Королев рассказывает, что в 2019 году было произведено 25-30 аппаратов и 60 000 фильтров. Аппарат в рознице стоит в России 720 000-800 000 рублей, а на экспорт поставлялся по €15 000, цена набора фильтров — 2500-3400 рублей, на экспорт — €40 за систему. В России, по словам сооснователя «Трекпора», процедура плазмафереза стоит от 7000 до 15 000 рублей, а в Германии — €800.

Рынок есть, но после 2014 года, вспоминает Королев, многие покупатели начали банкротиться и перестали платить, и это «сразу прилетело бумерангом». «Трекпор», чтобы избежать отключения производства от воды и электроэнергии, исправно оплачивал счета, но наращивал долг по налогам на заработную плату. «Начались аресты счетов, задержки по заработной плате, такой замкнутый круг», — вздыхает предприниматель.

На «Трекпор» посыпались и требования возврата кредитов. Представитель Фонда развития промышленности сообщил Forbes, что организация «ведет работу по возврату займа». «Роснано» уже обратилась в арбитражный суд. С «Нано Каскадом» у госкомпании действовал опцион на выкуп доли, срок действия которого истекал в 2017 году. Выкупить пакет «Трекпор» не смог, и в декабре 2018-го «Роснано» выиграла суд первой инстанции по этому спору. Затем в арбитражные суды стали обращаться налоговики, требующие банкротства «Трекпора» и связанных с ним компаний. Наконец, в сентябре 2019-го по решению суда в «Трекпор Технолоджи» была введена процедура банкротства — наблюдение.

Назначенная судом временный управляющий «Трекпора» Ирина Попова говорит, что, конечно, бывают случаи, когда компании восстанавливают платежеспособность, но это бывает нечасто: «В 95% случаев дело заканчивается реализацией имущества и ликвидацией юридического лица. А в случае с «Трекпором» восстановление маловероятно».

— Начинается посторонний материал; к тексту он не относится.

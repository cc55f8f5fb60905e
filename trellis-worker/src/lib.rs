//! Trellis worker - device runtime for one connector instance
//!
//! Runs inside the isolation unit the hub creates per instance:
//! - announces presence with a broker-side last-will safety net
//! - polls devices and publishes retained state with per-property fan-out
//! - executes commands with staleness and duplicate protection
//! - optionally runs in parasite mode, extending foreign device namespaces

pub mod config;
pub mod connector;
pub mod error;
pub mod parasite;
pub mod runtime;
pub mod supervisor;
pub mod virtual_connector;
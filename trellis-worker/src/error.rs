use trellis_bus::BusError;

/// Worker-side failures. Device errors are localized: a single unreachable
/// device never takes the worker down or blocks its siblings.
#[derive(Debug, thiserror::Error)]
pub enum WorkerError {
    #[error("device unreachable: {0}")]
    DeviceUnreachable(String),
    #[error("command failed: {0}")]
    Command(String),
    #[error("invalid worker config: {0}")]
    Config(String),
    #[error("bus error: {0}")]
    Bus(#[from] BusError),
    #[error("IO error: {0}")]
    Io(#[from] std::io::Error),
    #[error("JSON error: {0}")]
    Json(#[from] serde_json::Error),
    #[error("YAML error: {0}")]
    Yaml(#[from] serde_yaml::Error),
}

impl WorkerError {
    /// Stable machine-readable code for structured error messages.
    pub fn code(&self) -> &'static str {
        match self {
            WorkerError::DeviceUnreachable(_) => "device_unreachable",
            WorkerError::Command(_) => "command_failed",
            WorkerError::Config(_) => "invalid_config",
            WorkerError::Bus(_) => "bus_error",
            WorkerError::Io(_) => "io_error",
            WorkerError::Json(_) | WorkerError::Yaml(_) => "serialization_error",
        }
    }
}
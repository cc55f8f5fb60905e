//! Virtual connector: in-memory devices for demos and end-to-end testing.
//!
//! Holds device state in process memory, applies commands by merging values,
//! and can run in parasite mode deriving a boolean `motion` field from a
//! numeric property of the parent state. No hardware required.

use async_trait::async_trait;
use parking_lot::Mutex;
use serde_json::{json, Map, Value};
use std::collections::HashMap;

use crate::config::DeviceEntry;
use crate::connector::{Connector, DeviceSnapshot, ParasiteCompute};
use crate::error::WorkerError;
use trellis_bus::{ColorFormat, NormalizerSet, PercentBounds, RelativeDelta};

pub struct VirtualConnector {
    states: Mutex<HashMap<String, Value>>,
}

impl VirtualConnector {
    pub fn new() -> Self {
        Self { states: Mutex::new(HashMap::new()) }
    }

    fn initial_state(device: &DeviceEntry) -> Value {
        device
            .settings
            .get("initial_state")
            .cloned()
            .unwrap_or_else(|| json!({"power": false, "brightness": 50}))
    }

    /// A device flagged `unreachable` in its settings simulates a dead
    /// transport, for exercising error localization.
    fn check_reachable(device: &DeviceEntry) -> Result<(), WorkerError> {
        if device.settings.get("unreachable").and_then(Value::as_bool).unwrap_or(false) {
            return Err(WorkerError::DeviceUnreachable(device.device_id.clone()));
        }
        Ok(())
    }
}

impl Default for VirtualConnector {
    fn default() -> Self {
        Self::new()
    }
}

#[async_trait]
impl Connector for VirtualConnector {
    async fn start(&self) -> Result<(), WorkerError> {
        Ok(())
    }

    async fn stop(&self) -> Result<(), WorkerError> {
        Ok(())
    }

    async fn poll_device(&self, device: &DeviceEntry) -> Result<DeviceSnapshot, WorkerError> {
        Self::check_reachable(device)?;
        let state = self
            .states
            .lock()
            .entry(device.device_id.clone())
            .or_insert_with(|| Self::initial_state(device))
            .clone();
        Ok(DeviceSnapshot { state, link_quality: Some(100) })
    }

    async fn handle_command(
        &self,
        device: &DeviceEntry,
        values: &Map<String, Value>,
    ) -> Result<Value, WorkerError> {
        Self::check_reachable(device)?;
        let mut states = self.states.lock();
        let state = states
            .entry(device.device_id.clone())
            .or_insert_with(|| Self::initial_state(device));
        if let Value::Object(object) = state {
            for (property, value) in values {
                object.insert(property.clone(), value.clone());
            }
        }
        Ok(state.clone())
    }

    fn normalizers(&self) -> NormalizerSet {
        let mut set = NormalizerSet::new();
        set.register(Box::new(RelativeDelta));
        set.register(Box::new(PercentBounds::new("brightness", 0.0, 100.0)));
        set.register(Box::new(ColorFormat::new("color")));
        set
    }
}

impl ParasiteCompute for VirtualConnector {
    fn compute_fields(
        &self,
        device: &DeviceEntry,
        parent_state: Option<&Value>,
    ) -> Option<Map<String, Value>> {
        let parent = parent_state?;
        let watched = device
            .settings
            .get("watch_property")
            .and_then(Value::as_str)
            .unwrap_or("frame_delta");
        let threshold = device
            .settings
            .get("threshold")
            .and_then(Value::as_f64)
            .unwrap_or(10.0);

        let reading = parent.get(watched)?.as_f64()?;
        let mut fields = Map::new();
        fields.insert("motion".to_string(), json!(reading >= threshold));
        Some(fields)
    }
}

#[cfg(test)]
mod tests {
    use super::*;

    fn device(settings: Value) -> DeviceEntry {
        DeviceEntry {
            device_id: "light1".to_string(),
            enabled: true,
            settings: settings.as_object().cloned().unwrap_or_default(),
        }
    }

    #[tokio::test]
    async fn test_command_merges_into_state() {
        let connector = VirtualConnector::new();
        let dev = device(json!({}));
        let mut values = Map::new();
        values.insert("power".to_string(), json!(true));
        let state = connector.handle_command(&dev, &values).await.unwrap();
        assert_eq!(state["power"], json!(true));
        assert_eq!(state["brightness"], json!(50));

        let snapshot = connector.poll_device(&dev).await.unwrap();
        assert_eq!(snapshot.state["power"], json!(true));
    }

    #[tokio::test]
    async fn test_unreachable_flag() {
        let connector = VirtualConnector::new();
        let dev = device(json!({"unreachable": true}));
        assert!(matches!(
            connector.poll_device(&dev).await,
            Err(WorkerError::DeviceUnreachable(_))
        ));
    }

    #[test]
    fn test_motion_derivation() {
        let connector = VirtualConnector::new();
        let dev = device(json!({"threshold": 5.0}));

        assert!(connector.compute_fields(&dev, None).is_none());

        let calm = json!({"frame_delta": 1.2});
        let fields = connector.compute_fields(&dev, Some(&calm)).unwrap();
        assert_eq!(fields["motion"], json!(false));

        let busy = json!({"frame_delta": 9.0});
        let fields = connector.compute_fields(&dev, Some(&busy)).unwrap();
        assert_eq!(fields["motion"], json!(true));
    }
}
/**
 * CONTAINER ORCHESTRATOR - Cycle de vie des unités d'isolation
 *
 * RÔLE :
 * Construit, crée, démarre, arrête et supprime les conteneurs des instances.
 * Nom d'unité déterministe, trois montages lecture seule, environnement
 * d'identité injecté, politique de redémarrage unless-stopped.
 *
 * FONCTIONNEMENT :
 * - create() : résout la recette, build l'image si absente, crée l'unité
 * - start/stop/restart/remove : opérations sérialisées par instance_id
 * - spawn_crash_monitor() : surveille les boucles de crash, budget borné
 *
 * INVARIANTS :
 * - unit_name est une fonction pure de (connector_type, instance_id)
 * - échec build/start = résultat synchrone, aucune unité partielle
 * - les transitions Initializing→Running viennent de l'écoute du statut
 *   retained sur le bus, jamais du runtime conteneur
 */
use std::collections::HashMap;
use std::path::Path;
use std::sync::Arc;
use std::time::Duration;
use tokio::sync::{mpsc, Mutex};
use tracing::{error, info, warn};
use trellis_bus::Presence;

use crate::config::HubSettings;
use crate::connectors::{BuildRecipe, ConnectorCatalog};
use crate::docker::ContainerCli;
use crate::error::HubError;
use crate::logs::LogLine;
use crate::models::{
    new_state, ContainerRecord, InstanceConfig, InstanceRuntime, LifecycleMap, LifecycleState, Shared,
};
use crate::mounts::HostPathResolver;
use crate::store::InstanceStore;

/// Label commun à toutes les unités gérées.
pub const TYPE_LABEL: &str = "trellis.type=connector";

/// Chemins vus par le worker dans l'unité. La config d'instance est
/// re-racinée à plat : une image par type, chaque unité ne voit que son
/// propre fichier.
pub const UNIT_LIB_DIR: &str = "/opt/trellis/lib";
pub const UNIT_INSTANCE_CONFIG: &str = "/etc/trellis/instance.json";
pub const UNIT_SETTINGS: &str = "/etc/trellis/settings.yaml";

/// Nom d'unité déterministe. Fonction pure : create() est idempotent.
pub fn unit_name(connector_type: &str, instance_id: &str) -> String {
    format!("trellis-{}-{}", sanitize(connector_type), sanitize(instance_id))
}

fn sanitize(s: &str) -> String {
    s.chars()
        .map(|c| if c.is_ascii_alphanumeric() || c == '_' || c == '-' || c == '.' { c } else { '-' })
        .collect()
}

/// Mode d'exécution de l'unité, depuis la config libre (`mode`).
fn unit_mode(cfg: &InstanceConfig) -> String {
    cfg.config
        .get("mode")
        .and_then(|v| v.as_str())
        .unwrap_or("normal")
        .to_string()
}

/// Arguments `docker create` d'une unité. Fonction pure sur ses entrées,
/// testable sans runtime conteneur.
pub fn build_create_args(
    settings: &HubSettings,
    resolver: &HostPathResolver,
    recipe: &BuildRecipe,
    cfg: &InstanceConfig,
    instance_config_path: &Path,
) -> Vec<String> {
    let name = unit_name(&cfg.connector_type, &cfg.id);
    let mut args: Vec<String> = vec![
        "create".into(),
        "--name".into(),
        name,
        "--label".into(),
        TYPE_LABEL.into(),
        "--label".into(),
        format!("trellis.connector={}", cfg.connector_type),
        "--label".into(),
        format!("trellis.instance={}", cfg.id),
        // Crash ⇒ redémarrage auto ; stop utilisateur ⇒ reste arrêté.
        "--restart".into(),
        "unless-stopped".into(),
    ];

    if recipe.host_network {
        args.push("--network".into());
        args.push("host".into());
    }

    // Exactement trois montages, tous lecture seule.
    let lib_host = resolver.resolve(&settings.lib_dir);
    let config_host = resolver.resolve(instance_config_path);
    let settings_host = resolver.resolve(&settings.source_path);
    for (host, unit) in [
        (lib_host, UNIT_LIB_DIR),
        (config_host, UNIT_INSTANCE_CONFIG),
        (settings_host, UNIT_SETTINGS),
    ] {
        args.push("-v".into());
        args.push(format!("{}:{}:ro", host.display(), unit));
    }

    // Environnement d'identité + réglages globaux.
    for (key, value) in [
        ("TRELLIS_INSTANCE_ID", cfg.id.clone()),
        ("TRELLIS_CONNECTOR_TYPE", cfg.connector_type.clone()),
        ("TRELLIS_MODE", unit_mode(cfg)),
        ("TRELLIS_MQTT_HOST", settings.mqtt.host.clone()),
        ("TRELLIS_MQTT_PORT", settings.mqtt.port.to_string()),
        ("TRELLIS_BASE_TOPIC", settings.base_topic.clone()),
        ("TRELLIS_STALENESS_SECONDS", settings.staleness_seconds.to_string()),
    ] {
        args.push("-e".into());
        args.push(format!("{key}={value}"));
    }
    let mut globals: Vec<_> = settings.globals.iter().collect();
    globals.sort();
    for (key, value) in globals {
        args.push("-e".into());
        args.push(format!("TRELLIS_{}={}", key.to_uppercase(), value));
    }

    args.push(recipe.image_tag.clone());
    args
}

pub struct Orchestrator {
    cli: ContainerCli,
    settings: HubSettings,
    store: Arc<InstanceStore>,
    catalog: ConnectorCatalog,
    resolver: HostPathResolver,
    lifecycle: Shared<LifecycleMap>,
    /// Verrous par instance_id : restart vs stop vs remove ne se croisent
    /// jamais sur la même instance.
    locks: Mutex<HashMap<String, Arc<Mutex<()>>>>,
}
//! Enveloppes de messages du bus.
//!
//! Les formes JSON sont la surface d'intégration : tout changement casse le
//! contrat et exige un bump de version dans le préfixe de topic.

use serde::{Deserialize, Serialize};
use serde_json::{Map, Value};
use time::{Duration, OffsetDateTime};
use uuid::Uuid;

/// Commande reçue sur `.../devices/{device_id}/cmd`.
#[derive(Debug, Clone, Serialize, Deserialize)]
pub struct Command {
    pub id: String,
    #[serde(with = "time::serde::rfc3339")]
    pub timestamp: OffsetDateTime,
    pub values: Map<String, Value>,
    /// Timeout d'exécution en secondes.
    #[serde(rename = "timeout", skip_serializing_if = "Option::is_none", default)]
    pub timeout_seconds: Option<u64>,
    #[serde(skip_serializing_if = "Option::is_none", default)]
    pub priority: Option<u8>,
}

impl Command {
    pub fn new(values: Map<String, Value>) -> Self {
        Self {
            id: Uuid::new_v4().to_string(),
            timestamp: OffsetDateTime::now_utc(),
            values,
            timeout_seconds: None,
            priority: None,
        }
    }

    /// Une commande plus vieille que le seuil est rejetée en silence :
    /// pas de réponse, pas de mutation d'état. Protège contre la relivraison
    /// d'instructions obsolètes pendant les tempêtes de reconnexion.
    pub fn is_stale(&self, threshold: Duration, now: OffsetDateTime) -> bool {
        now - self.timestamp > threshold
    }
}

#[derive(Debug, Clone, Copy, PartialEq, Eq, Serialize, Deserialize)]
#[serde(rename_all = "lowercase")]
pub enum ResponseStatus {
    Success,
    Error,
    Timeout,
}

/// Réponse corrélée publiée sur `cmd/response`.
#[derive(Debug, Clone, Serialize, Deserialize)]
pub struct CmdResponse {
    pub cmd_id: String,
    pub status: ResponseStatus,
    #[serde(skip_serializing_if = "Option::is_none", default)]
    pub result: Option<Value>,
    #[serde(skip_serializing_if = "Option::is_none", default)]
    pub error: Option<String>,
    #[serde(with = "time::serde::rfc3339")]
    pub timestamp: OffsetDateTime,
}

impl CmdResponse {
    pub fn success(cmd_id: impl Into<String>, result: Value) -> Self {
        Self {
            cmd_id: cmd_id.into(),
            status: ResponseStatus::Success,
            result: Some(result),
            error: None,
            timestamp: OffsetDateTime::now_utc(),
        }
    }

    pub fn error(cmd_id: impl Into<String>, message: impl Into<String>) -> Self {
        Self {
            cmd_id: cmd_id.into(),
            status: ResponseStatus::Error,
            result: None,
            error: Some(message.into()),
            timestamp: OffsetDateTime::now_utc(),
        }
    }

    pub fn timeout(cmd_id: impl Into<String>) -> Self {
        Self {
            cmd_id: cmd_id.into(),
            status: ResponseStatus::Timeout,
            result: None,
            error: Some("command execution timed out".to_string()),
            timestamp: OffsetDateTime::now_utc(),
        }
    }
}

/// Snapshot d'état complet publié (retained) sur `state`.
#[derive(Debug, Clone, Serialize, Deserialize)]
pub struct StateUpdate {
    #[serde(with = "time::serde::rfc3339")]
    pub timestamp: OffsetDateTime,
    pub device_id: String,
    pub state: Value,
    #[serde(skip_serializing_if = "Option::is_none", default)]
    pub link_quality: Option<u8>,
}

impl StateUpdate {
    pub fn new(device_id: impl Into<String>, state: Value) -> Self {
        Self {
            timestamp: OffsetDateTime::now_utc(),
            device_id: device_id.into(),
            state,
            link_quality: None,
        }
    }
}

/// Évènement ponctuel sur `events` (jamais retained).
#[derive(Debug, Clone, Serialize, Deserialize)]
pub struct Event {
    #[serde(with = "time::serde::rfc3339")]
    pub timestamp: OffsetDateTime,
    pub event: String,
    pub data: Value,
}

#[derive(Debug, Clone, Copy, PartialEq, Eq, Serialize, Deserialize)]
#[serde(rename_all = "lowercase")]
pub enum Severity {
    Info,
    Warning,
    Error,
    Critical,
}

/// Erreur structurée sur `error`. Notification transitoire : jamais retained.
#[derive(Debug, Clone, Serialize, Deserialize)]
pub struct ErrorMessage {
    #[serde(with = "time::serde::rfc3339")]
    pub timestamp: OffsetDateTime,
    pub code: String,
    pub message: String,
    pub severity: Severity,
}

impl ErrorMessage {
    pub fn new(code: impl Into<String>, message: impl Into<String>, severity: Severity) -> Self {
        Self {
            timestamp: OffsetDateTime::now_utc(),
            code: code.into(),
            message: message.into(),
            severity,
        }
    }
}

#[cfg(test)]
mod tests {
    use super::*;
    use serde_json::json;

    #[test]
    fn test_command_wire_shape() {
        let raw = r#"{"id":"c1","timestamp":"2026-08-25T10:00:00Z","values":{"power":true},"timeout":5}"#;
        let cmd: Command = serde_json::from_str(raw).unwrap();
        assert_eq!(cmd.id, "c1");
        assert_eq!(cmd.values.get("power"), Some(&json!(true)));
        assert_eq!(cmd.timeout_seconds, Some(5));
        assert_eq!(cmd.priority, None);
    }

    #[test]
    fn test_staleness_threshold() {
        let now = OffsetDateTime::now_utc();
        let mut cmd = Command::new(Map::new());
        cmd.timestamp = now - Duration::seconds(35);
        assert!(cmd.is_stale(Duration::seconds(30), now));
        cmd.timestamp = now - Duration::seconds(5);
        assert!(!cmd.is_stale(Duration::seconds(30), now));
    }

    #[test]
    fn test_response_omits_empty_fields() {
        let resp = CmdResponse::success("c1", json!({"power": true}));
        let v = serde_json::to_value(&resp).unwrap();
        assert_eq!(v["cmd_id"], "c1");
        assert_eq!(v["status"], "success");
        assert!(v.get("error").is_none());

        let err = CmdResponse::error("c2", "nope");
        let v = serde_json::to_value(&err).unwrap();
        assert_eq!(v["status"], "error");
        assert!(v.get("result").is_none());
    }

    #[test]
    fn test_severity_serializes_lowercase() {
        let e = ErrorMessage::new("device_unreachable", "no answer from lamp", Severity::Warning);
        let v = serde_json::to_value(&e).unwrap();
        assert_eq!(v["severity"], "warning");
        assert_eq!(v["code"], "device_unreachable");
    }
}
/*!
Harness de test pour connecteurs Trellis

Facilite l'écriture de tests de runtime worker:
- Setup automatique du client bus mock
- Assertions sur les messages publiés par topic
- Statistiques sur le trafic collecté
*/

use crate::mqtt_stub::MockBusClient;
use anyhow::Result;
use serde_json::Value;
use std::collections::HashMap;
use std::time::Duration;

/// Harness de test autour d'un [`MockBusClient`].
pub struct TestHarness {
    pub bus: MockBusClient,
}

impl TestHarness {
    pub fn new() -> Self {
        env_logger::try_init().ok();
        Self { bus: MockBusClient::new() }
    }

    /// Attend qu'un message JSON apparaisse sur un topic.
    pub async fn wait_for_message(&self, topic: &str, timeout_ms: u64) -> Result<Option<Value>> {
        let start = std::time::Instant::now();
        while start.elapsed() < Duration::from_millis(timeout_ms) {
            if let Some(msg) = self.bus.get_last_json_message::<Value>(topic)? {
                return Ok(Some(msg));
            }
            tokio::time::sleep(Duration::from_millis(20)).await;
        }
        log::warn!("timeout en attente d'un message sur {topic}");
        Ok(None)
    }

    /// Assert qu'un message exact a été publié sur un topic.
    pub fn assert_message_sent(&self, topic: &str, expected_payload: &Value) -> Result<()> {
        for msg in self.bus.find_messages_by_topic(topic) {
            let payload: Value = serde_json::from_slice(&msg.payload)?;
            if payload == *expected_payload {
                return Ok(());
            }
        }
        anyhow::bail!("message attendu absent du topic {topic}");
    }

    /// Assert qu'un champ du dernier message a une valeur donnée
    /// (chemin pointé `a.b.c`).
    pub fn assert_field_equals(&self, topic: &str, field_path: &str, expected: &Value) -> Result<()> {
        if let Some(msg) = self.bus.get_last_json_message::<Value>(topic)? {
            if let Some(actual) = get_nested_field(&msg, field_path) {
                if actual == expected {
                    return Ok(());
                }
                anyhow::bail!(
                    "champ '{field_path}' sur {topic}: attendu {expected:?}, obtenu {actual:?}"
                );
            }
        }
        anyhow::bail!("champ '{field_path}' introuvable dans le dernier message sur {topic}");
    }

    /// Assert qu'aucun message n'a été publié sur un topic. Les garanties
    /// du contrat sont souvent négatives (commande périmée = silence).
    pub fn assert_no_message(&self, topic: &str) -> Result<()> {
        let count = self.bus.find_messages_by_topic(topic).len();
        if count > 0 {
            anyhow::bail!("{count} message(s) inattendu(s) sur {topic}");
        }
        Ok(())
    }

    /// Stats sur les messages collectés
    pub fn get_stats(&self) -> TestStats {
        let messages = self.bus.get_published_messages();
        let mut topic_counts = HashMap::new();
        for msg in &messages {
            *topic_counts.entry(msg.topic.clone()).or_insert(0) += 1;
        }
        TestStats {
            total_messages: messages.len(),
            topic_counts,
            subscriptions: self.bus.get_subscriptions(),
        }
    }

    /// Reset le harness pour un nouveau test
    pub fn reset(&self) {
        self.bus.clear();
    }
}

impl Default for TestHarness {
    fn default() -> Self {
        Self::new()
    }
}

fn get_nested_field<'a>(value: &'a Value, path: &str) -> Option<&'a Value> {
    let mut current = value;
    for part in path.split('.') {
        current = current.as_object()?.get(part)?;
    }
    Some(current)
}

#[derive(Debug)]
pub struct TestStats {
    pub total_messages: usize,
    pub topic_counts: HashMap<String, usize>,
    pub subscriptions: Vec<String>,
}

#[cfg(test)]
mod tests {
    use super::*;
    use rumqttc::QoS;
    use trellis_bus::BusClient;

    #[tokio::test]
    async fn test_harness_assertions() {
        let harness = TestHarness::new();
        let data = serde_json::json!({"state": {"power": true}});
        harness
            .bus
            .publish("t/topic", QoS::AtLeastOnce, false, serde_json::to_vec(&data).unwrap())
            .await
            .unwrap();

        harness.assert_message_sent("t/topic", &data).unwrap();
        harness
            .assert_field_equals("t/topic", "state.power", &serde_json::Value::Bool(true))
            .unwrap();
        harness.assert_no_message("t/autre").unwrap();

        let stats = harness.get_stats();
        assert_eq!(stats.total_messages, 1);

        harness.reset();
        assert!(harness.bus.get_published_messages().is_empty());
    }
}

В марте должно состояться собрание кредиторов компании. «Мы отрабатываем несколько вариантов, — говорит Королев. — Нашим спасением может быть подписание плана оздоровления и окончание переговоров с возможным потенциальным инвестором». Инвестора он не называет, но намекает, что это крупная промышленная компания из оборонного комплекса, в котором возобновились конверсионные процессы — выпуск военными предприятиями гражданской продукции.